## TASK BRIEF
Collect each line of the entries that holds the string "mode".

## MATERIAL SUPPLIED
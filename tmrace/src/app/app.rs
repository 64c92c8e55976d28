use std::{io, time::Duration};

use cmrace::{
    board::{ser::ParseBoardError, LocateError},
    dims::Dims,
    generate::GenerateError,
};
use crossterm::event::read;
use thiserror::Error;

use crate::{
    logging,
    renderer::{drawable::Drawable, Renderer},
    settings::Settings,
};

use super::{
    activity::{Activities, Activity, Change},
    event::Event,
};

#[derive(Debug, Error)]
pub enum AppError {
    #[error("terminal error: {0}")]
    Io(#[from] io::Error),
    #[error("could not generate a maze: {0}")]
    Generate(#[from] GenerateError),
    #[error("could not read the maze back: {0}")]
    Parse(#[from] ParseBoardError),
    #[error("invalid maze: {0}")]
    Locate(#[from] LocateError),
}

/// State shared by every activity on the stack.
pub struct AppData {
    pub settings: Settings,
    /// Round summaries, printed to stdout once the terminal is restored.
    pub reports: Vec<String>,
}

pub struct App {
    renderer: Renderer,
    activities: Activities,
    data: AppData,
}

impl App {
    pub fn new(base_activity: Activity, settings: Settings) -> Result<Self, AppError> {
        let renderer = Renderer::new()?;
        let activities = Activities::new(base_activity);

        Ok(Self {
            renderer,
            activities,
            data: AppData {
                settings,
                reports: Vec::new(),
            },
        })
    }

    pub fn run(&mut self) -> Result<(), AppError> {
        'mainloop: loop {
            let mut events = vec![];

            // Block briefly for the first event, then drain whatever else
            // arrived so one frame handles the whole burst.
            let mut delay = 45;
            while let Ok(true) = crossterm::event::poll(Duration::from_millis(delay)) {
                let event = read()?;
                self.renderer.on_event(&event);
                events.push(Event::Term(event));

                delay = 1;
            }

            while let Some(change) = match self.activities.active_mut() {
                Some(active) => active,
                None => break 'mainloop,
            }
            .update(events.drain(..).collect(), &mut self.data)
            {
                match change {
                    Change::Push(activity) => self.activities.push(activity),
                    Change::Pop { res } => {
                        self.activities.pop();
                        events.push(Event::ActiveAfterPop(res));
                    }
                }
            }

            let Some(active) = self.activities.active() else {
                break 'mainloop;
            };

            let frame = self.renderer.frame();
            active.draw(frame);
            logging::get_logger().draw(Dims(0, 0), frame, Default::default());

            self.renderer.show()?;
        }

        Ok(())
    }

    pub fn data(&self) -> &AppData {
        &self.data
    }

    /// Consumes the app, dropping the renderer (and with it raw mode) so the
    /// reports can be printed to a usable terminal.
    pub fn into_reports(self) -> Vec<String> {
        self.data.reports
    }
}
use crate::billing::GatewayConfig;
use crate::billing::stripe::DEFAULT_API_BASE;
use crate::strategy::BatchConfig;
use clap::{Parser, ValueEnum};
use std::path::PathBuf;

/// Replay ticket purchases against a concert catalog
#[derive(Parser, Debug)]
#[command(name = "ticket-inventory-engine")]
#[command(about = "Replay ticket purchases against a concert catalog", long_about = None)]
pub struct CliArgs {
    /// Input CSV file path containing purchase requests
    #[arg(value_name = "PURCHASES", help = "Path to the purchases CSV file")]
    pub purchases_file: PathBuf,

    /// Concert catalog CSV file
    #[arg(
        long = "concerts",
        value_name = "FILE",
        help = "Path to the concerts CSV file"
    )]
    pub concerts_file: PathBuf,

    /// Where to write the placed orders
    #[arg(
        long = "orders",
        value_name = "FILE",
        help = "Write placed orders to this CSV file"
    )]
    pub orders_file: Option<PathBuf>,

    /// Processing strategy to use for purchases
    #[arg(
        long = "strategy",
        value_name = "STRATEGY",
        default_value = "async",
        help = "Processing strategy: 'sync' for sequential or 'async' for concurrent batches"
    )]
    pub strategy: StrategyType,

    /// Number of purchase requests per batch (async mode only)
    #[arg(
        long = "batch-size",
        value_name = "SIZE",
        help = "Number of purchase requests per batch (default: 1000)"
    )]
    pub batch_size: Option<usize>,

    /// Maximum number of purchases in flight (async mode only)
    #[arg(
        long = "max-concurrent",
        value_name = "COUNT",
        help = "Maximum number of purchases processing concurrently (default: CPU cores)"
    )]
    pub max_concurrent: Option<usize>,

    /// Payment gateway charged for purchases
    #[arg(
        long = "gateway",
        value_name = "GATEWAY",
        default_value = "fake",
        help = "Payment gateway: 'fake' for test tokens or 'stripe'"
    )]
    pub gateway: GatewayType,

    #[arg(
        long = "stripe-secret",
        value_name = "KEY",
        env = "STRIPE_SECRET",
        hide_env_values = true,
        help = "Stripe secret key (required with --gateway stripe)"
    )]
    pub stripe_secret: Option<String>,

    #[arg(
        long = "stripe-api-base",
        value_name = "URL",
        env = "STRIPE_API_BASE",
        default_value = DEFAULT_API_BASE,
        help = "Stripe API base URL"
    )]
    pub stripe_api_base: String,
}

/// Available processing strategies
#[derive(Clone, Copy, Debug, PartialEq, Eq, ValueEnum)]
pub enum StrategyType {
    Sync,
    Async,
}

/// Available payment gateways
#[derive(Clone, Copy, Debug, PartialEq, Eq, ValueEnum)]
pub enum GatewayType {
    Fake,
    Stripe,
}

impl CliArgs {
    /// Create a BatchConfig from CLI arguments
    ///
    /// Missing values fall back to the defaults; zero values are rejected by
    /// `BatchConfig::new` with a warning.
    pub fn to_batch_config(&self) -> BatchConfig {
        if self.batch_size.is_some() || self.max_concurrent.is_some() {
            let default = BatchConfig::default();
            BatchConfig::new(
                self.batch_size.unwrap_or(default.batch_size),
                self.max_concurrent.unwrap_or(default.max_concurrent),
            )
        } else {
            BatchConfig::default()
        }
    }

    /// Create a GatewayConfig from CLI arguments
    ///
    /// # Errors
    ///
    /// Returns an error message when the Stripe gateway is selected without a
    /// secret key.
    pub fn to_gateway_config(&self) -> Result<GatewayConfig, String> {
        match self.gateway {
            GatewayType::Fake => Ok(GatewayConfig::Fake),
            GatewayType::Stripe => {
                let secret_key = self
                    .stripe_secret
                    .clone()
                    .filter(|key| !key.trim().is_empty())
                    .ok_or_else(|| {
                        "The stripe gateway requires --stripe-secret or STRIPE_SECRET".to_string()
                    })?;
                Ok(GatewayConfig::Stripe {
                    secret_key,
                    api_base: self.stripe_api_base.clone(),
                })
            }
        }
    }
}
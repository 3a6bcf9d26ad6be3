//! Outbound-message data
//!
//! Plain records handed to the mail boundary. Composing and delivering the
//! emails happens elsewhere.

use super::concert::ConcertId;
use super::order::Order;
use crate::core::code_generator::CodeGenerator;
use serde::{Deserialize, Serialize};
use std::collections::BTreeSet;

/// A promoter's message to everyone holding tickets for a concert
#[derive(Debug, Clone, PartialEq, Eq, Serialize, Deserialize)]
pub struct AttendeeMessage {
    pub id: u64,
    pub concert_id: ConcertId,
    pub subject: String,
    pub message: String,
}

impl AttendeeMessage {
    /// Distinct emails of the orders placed for this message's concert
    ///
    /// One mail job is queued per returned address. Orders of other concerts
    /// are ignored.
    pub fn recipients<'a>(&self, orders: impl IntoIterator<Item = &'a Order>) -> Vec<String> {
        orders
            .into_iter()
            .filter(|order| order.concert_id == self.concert_id)
            .map(|order| order.email.clone())
            .collect::<BTreeSet<_>>()
            .into_iter()
            .collect()
    }
}

/// An invitation for a promoter to create an account
#[derive(Debug, Clone, PartialEq, Eq, Serialize, Deserialize)]
pub struct Invitation {
    pub email: String,
    /// Drawn from the invitation-code namespace
    pub code: String,
    /// Account that accepted the invitation
    pub user_id: Option<u32>,
}

impl Invitation {
    /// Create an unclaimed invitation with a code from `codes`
    pub fn new(email: impl Into<String>, codes: &dyn CodeGenerator) -> Self {
        Invitation {
            email: email.into(),
            code: codes.generate(),
            user_id: None,
        }
    }

    pub fn has_been_used(&self) -> bool {
        self.user_id.is_some()
    }
}
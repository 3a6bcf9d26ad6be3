//! Ticket Inventory Engine Library
//! # Overview
//!
//! This library manages the ticket inventory of published concerts: it creates
//! ticket units, holds them for buyers while payment is attempted, and turns
//! paid reservations into orders. Purchase requests can be replayed from CSV
//! files with a sequential or a concurrent strategy.
//!
//! # Architecture
//!
//! The system is organized into several key components:
//!
//! - [`types`] - Core data types (Concert, TicketUnit, Order, etc.)
//! - [`billing`] - Payment gateway capability (fake and Stripe)
//! - [`cli`] - CLI arguments parsing
//! - [`core`] - Business logic components:
//!   - [`core::inventory`] - Publishing, purchasing and inventory statistics
//!   - [`core::reservation`] - Held tickets awaiting payment
//!   - [`core::ticket_pool`] - Ticket unit storage
//!   - [`core::order_store`] - Orders by confirmation number
//!   - [`core::concurrent`] - Thread-safe stores and parallel purchasing
//! - [`io`] - CSV readers and report writers
//! - [`strategy`] - Complete replay pipelines
//!
//! # Ticket Lifecycle
//!
//! Every ticket unit moves through three states:
//!
//! - **Available**: Created when a concert is published or tickets are added
//! - **Reserved**: Held for a buyer while payment is attempted
//! - **Sold**: Claimed by an order, with a unique ticket code
//!
//! A reserved unit returns to available when its reservation is cancelled,
//! when payment fails, or when the reservation is dropped without completing.
//!
//! # Inventory Invariants
//!
//! For every concert:
//! - `available + reserved + sold` equals the number of units created
//! - a unit is sold to at most one order
//! - an order's amount is the ticket price times its ticket count

pub mod billing;
pub mod cli;
pub mod core;
pub mod io;
pub mod strategy;
pub mod types;

pub use billing::{Charge, FakePaymentGateway, PaymentGateway};
pub use core::{ConcertCatalog, ConcertInventoryService, Reservation};
pub use io::{write_inventory_csv, write_orders_csv};
pub use types::{
    Cents, Concert, ConcertId, Order, PurchaseRequest, TicketId, TicketState, TicketUnit,
    TicketingError,
};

## OUTPUT
    /// Consumes the app, dropping the renderer (and with it raw mode) so the
    /// Number of purchase requests per batch (async mode only)
    /// Maximum number of purchases in flight (async mode only)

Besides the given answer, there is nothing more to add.